++++ Given information ++++
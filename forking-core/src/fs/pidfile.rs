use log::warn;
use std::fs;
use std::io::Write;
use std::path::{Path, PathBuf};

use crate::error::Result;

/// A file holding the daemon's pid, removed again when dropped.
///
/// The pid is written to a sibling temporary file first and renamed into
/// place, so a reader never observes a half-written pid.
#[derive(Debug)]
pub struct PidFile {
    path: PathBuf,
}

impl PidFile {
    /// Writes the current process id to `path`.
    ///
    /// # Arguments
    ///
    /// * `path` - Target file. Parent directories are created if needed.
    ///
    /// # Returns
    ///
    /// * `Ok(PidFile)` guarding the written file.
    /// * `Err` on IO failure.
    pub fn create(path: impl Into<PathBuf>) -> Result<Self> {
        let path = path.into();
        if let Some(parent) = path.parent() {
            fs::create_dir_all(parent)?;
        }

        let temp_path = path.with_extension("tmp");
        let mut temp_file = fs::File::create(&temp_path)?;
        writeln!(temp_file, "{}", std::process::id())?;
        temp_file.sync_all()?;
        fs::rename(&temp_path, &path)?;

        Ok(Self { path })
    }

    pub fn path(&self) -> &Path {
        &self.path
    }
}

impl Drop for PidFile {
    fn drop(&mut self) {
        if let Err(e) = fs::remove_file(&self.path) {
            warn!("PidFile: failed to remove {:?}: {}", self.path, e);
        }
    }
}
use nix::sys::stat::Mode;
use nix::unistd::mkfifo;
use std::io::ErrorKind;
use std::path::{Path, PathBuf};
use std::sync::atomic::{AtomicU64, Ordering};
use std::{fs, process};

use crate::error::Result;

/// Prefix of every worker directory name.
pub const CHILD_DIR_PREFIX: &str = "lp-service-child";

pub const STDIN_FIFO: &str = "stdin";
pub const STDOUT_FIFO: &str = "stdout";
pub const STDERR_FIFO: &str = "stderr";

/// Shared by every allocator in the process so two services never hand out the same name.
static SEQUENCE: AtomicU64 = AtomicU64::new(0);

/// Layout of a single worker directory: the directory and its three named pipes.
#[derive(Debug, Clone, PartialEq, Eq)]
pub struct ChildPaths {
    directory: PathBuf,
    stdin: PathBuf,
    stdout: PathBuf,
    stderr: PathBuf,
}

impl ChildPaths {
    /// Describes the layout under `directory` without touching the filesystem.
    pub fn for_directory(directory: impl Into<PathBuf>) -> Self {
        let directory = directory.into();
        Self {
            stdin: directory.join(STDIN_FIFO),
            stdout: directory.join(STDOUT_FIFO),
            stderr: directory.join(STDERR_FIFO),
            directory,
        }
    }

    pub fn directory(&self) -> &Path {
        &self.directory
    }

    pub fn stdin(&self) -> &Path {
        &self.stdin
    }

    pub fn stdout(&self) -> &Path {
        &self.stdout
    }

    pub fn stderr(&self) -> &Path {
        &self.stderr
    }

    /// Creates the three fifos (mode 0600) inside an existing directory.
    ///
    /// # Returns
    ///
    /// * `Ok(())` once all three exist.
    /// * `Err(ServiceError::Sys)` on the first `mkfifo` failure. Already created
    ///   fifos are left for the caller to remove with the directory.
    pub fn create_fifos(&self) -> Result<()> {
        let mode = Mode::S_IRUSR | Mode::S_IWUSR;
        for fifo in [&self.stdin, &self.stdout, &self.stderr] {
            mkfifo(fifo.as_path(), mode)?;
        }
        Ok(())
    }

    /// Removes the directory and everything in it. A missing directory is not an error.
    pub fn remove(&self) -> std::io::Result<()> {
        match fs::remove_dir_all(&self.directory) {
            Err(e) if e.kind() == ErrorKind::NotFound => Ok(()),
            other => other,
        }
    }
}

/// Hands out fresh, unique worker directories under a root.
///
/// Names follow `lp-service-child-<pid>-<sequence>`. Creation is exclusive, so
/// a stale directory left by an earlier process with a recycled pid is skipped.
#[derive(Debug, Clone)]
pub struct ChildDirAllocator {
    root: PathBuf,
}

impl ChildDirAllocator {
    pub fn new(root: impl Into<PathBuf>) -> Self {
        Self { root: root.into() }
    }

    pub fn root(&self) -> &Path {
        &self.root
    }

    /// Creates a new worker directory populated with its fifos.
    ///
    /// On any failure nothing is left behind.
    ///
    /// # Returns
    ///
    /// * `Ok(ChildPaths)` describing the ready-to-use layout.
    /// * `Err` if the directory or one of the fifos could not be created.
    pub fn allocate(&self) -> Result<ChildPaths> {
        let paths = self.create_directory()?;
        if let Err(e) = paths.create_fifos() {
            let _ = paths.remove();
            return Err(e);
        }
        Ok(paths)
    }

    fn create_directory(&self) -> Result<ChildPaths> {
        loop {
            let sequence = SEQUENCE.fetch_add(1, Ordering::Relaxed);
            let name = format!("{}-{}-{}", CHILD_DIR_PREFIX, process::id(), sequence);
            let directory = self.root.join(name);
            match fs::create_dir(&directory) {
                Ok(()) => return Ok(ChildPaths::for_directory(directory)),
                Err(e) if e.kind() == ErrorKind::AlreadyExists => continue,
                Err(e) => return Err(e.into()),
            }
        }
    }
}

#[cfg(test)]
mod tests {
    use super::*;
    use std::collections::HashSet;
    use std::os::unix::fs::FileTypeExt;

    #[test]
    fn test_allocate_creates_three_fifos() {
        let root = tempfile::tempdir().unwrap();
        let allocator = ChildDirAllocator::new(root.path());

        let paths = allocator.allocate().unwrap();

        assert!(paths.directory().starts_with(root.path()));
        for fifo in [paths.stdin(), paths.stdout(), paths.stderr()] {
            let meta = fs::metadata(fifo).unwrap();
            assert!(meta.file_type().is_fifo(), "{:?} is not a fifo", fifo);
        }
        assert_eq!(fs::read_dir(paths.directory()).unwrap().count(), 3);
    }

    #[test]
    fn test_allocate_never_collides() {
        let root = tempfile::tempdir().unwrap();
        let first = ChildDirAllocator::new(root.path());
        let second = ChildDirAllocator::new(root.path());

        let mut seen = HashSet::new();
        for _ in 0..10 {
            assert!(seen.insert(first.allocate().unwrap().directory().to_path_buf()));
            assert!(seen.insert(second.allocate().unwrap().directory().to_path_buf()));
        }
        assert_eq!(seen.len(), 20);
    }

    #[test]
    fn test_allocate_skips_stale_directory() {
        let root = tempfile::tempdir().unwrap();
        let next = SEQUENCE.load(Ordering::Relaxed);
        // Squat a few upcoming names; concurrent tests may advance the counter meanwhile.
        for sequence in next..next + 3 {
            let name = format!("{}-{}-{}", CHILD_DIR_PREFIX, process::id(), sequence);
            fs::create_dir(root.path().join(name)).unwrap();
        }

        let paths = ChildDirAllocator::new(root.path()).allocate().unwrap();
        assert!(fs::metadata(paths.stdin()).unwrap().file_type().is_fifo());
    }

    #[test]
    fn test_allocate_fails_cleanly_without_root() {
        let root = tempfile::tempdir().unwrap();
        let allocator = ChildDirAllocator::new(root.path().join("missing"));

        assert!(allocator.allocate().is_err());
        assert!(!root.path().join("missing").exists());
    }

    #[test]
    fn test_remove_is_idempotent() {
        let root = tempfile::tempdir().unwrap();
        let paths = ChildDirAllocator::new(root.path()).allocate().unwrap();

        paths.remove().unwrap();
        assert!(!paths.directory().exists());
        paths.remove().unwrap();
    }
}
++++
For this exercise, output all the data exactly as shown above.

Response below —
filename forking-core/src/fs/pidfile.rs
use log::warn;
use std::fs;
use std::io::Write;
use std::path::{Path, PathBuf};

use crate::error::Result;

/// A file holding the daemon's pid, removed again when dropped.
///
/// The pid is written to a sibling temporary file first and renamed into
/// place, so a reader never observes a half-written pid.
#[derive(Debug)]
pub struct PidFile {
    path: PathBuf,
}

impl PidFile {
    /// Writes the current process id to `path`.
    ///
    /// # Arguments
    ///
    /// * `path` - Target file. Parent directories are created if needed.
    ///
    /// # Returns
    ///
    /// * `Ok(PidFile)` guarding the written file.
    /// * `Err` on IO failure.
    pub fn create(path: impl Into<PathBuf>) -> Result<Self> {
        let path = path.into();
        if let Some(parent) = path.parent() {
            fs::create_dir_all(parent)?;
        }

        let temp_path = path.with_extension("tmp");
        let mut temp_file = fs::File::create(&temp_path)?;
        writeln!(temp_file, "{}", std::process::id())?;
        temp_file.sync_all()?;
        fs::rename(&temp_path, &path)?;

        Ok(Self { path })
    }

    pub fn path(&self) -> &Path {
        &self.path
    }
}

impl Drop for PidFile {
    fn drop(&mut self) {
        if let Err(e) = fs::remove_file(&self.path) {
            warn!("PidFile: failed to remove {:?}: {}", self.path, e);
        }
    }
}
use nix::sys::stat::Mode;
use nix::unistd::mkfifo;
use std::io::ErrorKind;
use std::path::{Path, PathBuf};
use std::sync::atomic::{AtomicU64, Ordering};
use std::{fs, process};

use crate::error::Result;

/// Prefix of every worker directory name.
pub const CHILD_DIR_PREFIX: &str = "lp-service-child";

pub const STDIN_FIFO: &str = "stdin";
pub const STDOUT_FIFO: &str = "stdout";
pub const STDERR_FIFO: &str = "stderr";

/// Shared by every allocator in the process so two services never hand out the same name.
static SEQUENCE: AtomicU64 = AtomicU64::new(0);

/// Layout of a single worker directory: the directory and its three named pipes.
#[derive(Debug, Clone, PartialEq, Eq)]
pub struct ChildPaths {
    directory: PathBuf,
    stdin: PathBuf,
    stdout: PathBuf,
    stderr: PathBuf,
}

impl ChildPaths {
    /// Describes the layout under `directory` without touching the filesystem.
    pub fn for_directory(directory: impl Into<PathBuf>) -> Self {
        let directory = directory.into();
        Self {
            stdin: directory.join(STDIN_FIFO),
            stdout: directory.join(STDOUT_FIFO),
            stderr: directory.join(STDERR_FIFO),
            directory,
        }
    }

    pub fn directory(&self) -> &Path {
        &self.directory
    }

    pub fn stdin(&self) -> &Path {
        &self.stdin
    }

    pub fn stdout(&self) -> &Path {
        &self.stdout
    }

    pub fn stderr(&self) -> &Path {
        &self.stderr
    }

    /// Creates the three fifos (mode 0600) inside an existing directory.
    ///
    /// # Returns
    ///
    /// * `Ok(())` once all three exist.
    /// * `Err(ServiceError::Sys)` on the first `mkfifo` failure. Already created
    ///   fifos are left for the caller to remove with the directory.
    pub fn create_fifos(&self) -> Result<()> {
        let mode = Mode::S_IRUSR | Mode::S_IWUSR;
        for fifo in [&self.stdin, &self.stdout, &self.stderr] {
            mkfifo(fifo.as_path(), mode)?;
        }
        Ok(())
    }

    /// Removes the directory and everything in it. A missing directory is not an error.
    pub fn remove(&self) -> std::io::Result<()> {
        match fs::remove_dir_all(&self.directory) {
            Err(e) if e.kind() == ErrorKind::NotFound => Ok(()),
            other => other,
        }
    }
}

/// Hands out fresh, unique worker directories under a root.
///
/// Names follow `lp-service-child-<pid>-<sequence>`. Creation is exclusive, so
/// a stale directory left by an earlier process with a recycled pid is skipped.
#[derive(Debug, Clone)]
pub struct ChildDirAllocator {
    root: PathBuf,
}

impl ChildDirAllocator {
    pub fn new(root: impl Into<PathBuf>) -> Self {
        Self { root: root.into() }
    }

    pub fn root(&self) -> &Path {
        &self.root
    }

    /// Creates a new worker directory populated with its fifos.
    ///
    /// On any failure nothing is left behind.
    ///
    /// # Returns
    ///
    /// * `Ok(ChildPaths)` describing the ready-to-use layout.
    /// * `Err` if the directory or one of the fifos could not be created.
    pub fn allocate(&self) -> Result<ChildPaths> {
        let paths = self.create_directory()?;
        if let Err(e) = paths.create_fifos() {
            let _ = paths.remove();
            return Err(e);
        }
        Ok(paths)
    }

    fn create_directory(&self) -> Result<ChildPaths> {
        loop {
            let sequence = SEQUENCE.fetch_add(1, Ordering::Relaxed);
            let name = format!("{}-{}-{}", CHILD_DIR_PREFIX, process::id(), sequence);
            let directory = self.root.join(name);
            match fs::create_dir(&directory) {
                Ok(()) => return Ok(ChildPaths::for_directory(directory)),
                Err(e) if e.kind() == ErrorKind::AlreadyExists => continue,
                Err(e) => return Err(e.into()),
            }
        }
    }
}

#[cfg(test)]
mod tests {
    use super::*;
    use std::collections::HashSet;
    use std::os::unix::fs::FileTypeExt;

    #[test]
    fn test_allocate_creates_three_fifos() {
        let root = tempfile::tempdir().unwrap();
        let allocator = ChildDirAllocator::new(root.path());

        let paths = allocator.allocate().unwrap();

        assert!(paths.directory().starts_with(root.path()));
        for fifo in [paths.stdin(), paths.stdout(), paths.stderr()] {
            let meta = fs::metadata(fifo).unwrap();
            assert!(meta.file_type().is_fifo(), "{:?} is not a fifo", fifo);
        }
        assert_eq!(fs::read_dir(paths.directory()).unwrap().count(), 3);
    }

    #[test]
    fn test_allocate_never_collides() {
        let root = tempfile::tempdir().unwrap();
        let first = ChildDirAllocator::new(root.path());
        let second = ChildDirAllocator::new(root.path());

        let mut seen = HashSet::new();
        for _ in 0..10 {
            assert!(seen.insert(first.allocate().unwrap().directory().to_path_buf()));
            assert!(seen.insert(second.allocate().unwrap().directory().to_path_buf()));
        }
        assert_eq!(seen.len(), 20);
    }

    #[test]
    fn test_allocate_skips_stale_directory() {
        let root = tempfile::tempdir().unwrap();
        let next = SEQUENCE.load(Ordering::Relaxed);
        // Squat a few upcoming names; concurrent tests may advance the counter meanwhile.
        for sequence in next..next + 3 {
            let name = format!("{}-{}-{}", CHILD_DIR_PREFIX, process::id(), sequence);
            fs::create_dir(root.path().join(name)).unwrap();
        }

        let paths = ChildDirAllocator::new(root.path()).allocate().unwrap();
        assert!(fs::metadata(paths.stdin()).unwrap().file_type().is_fifo());
    }

    #[test]
    fn test_allocate_fails_cleanly_without_root() {
        let root = tempfile::tempdir().unwrap();
        let allocator = ChildDirAllocator::new(root.path().join("missing"));

        assert!(allocator.allocate().is_err());
        assert!(!root.path().join("missing").exists());
    }

    #[test]
    fn test_remove_is_idempotent() {
        let root = tempfile::tempdir().unwrap();
        let paths = ChildDirAllocator::new(root.path()).allocate().unwrap();

        paths.remove().unwrap();
        assert!(!paths.directory().exists());
        paths.remove().unwrap();
    }
}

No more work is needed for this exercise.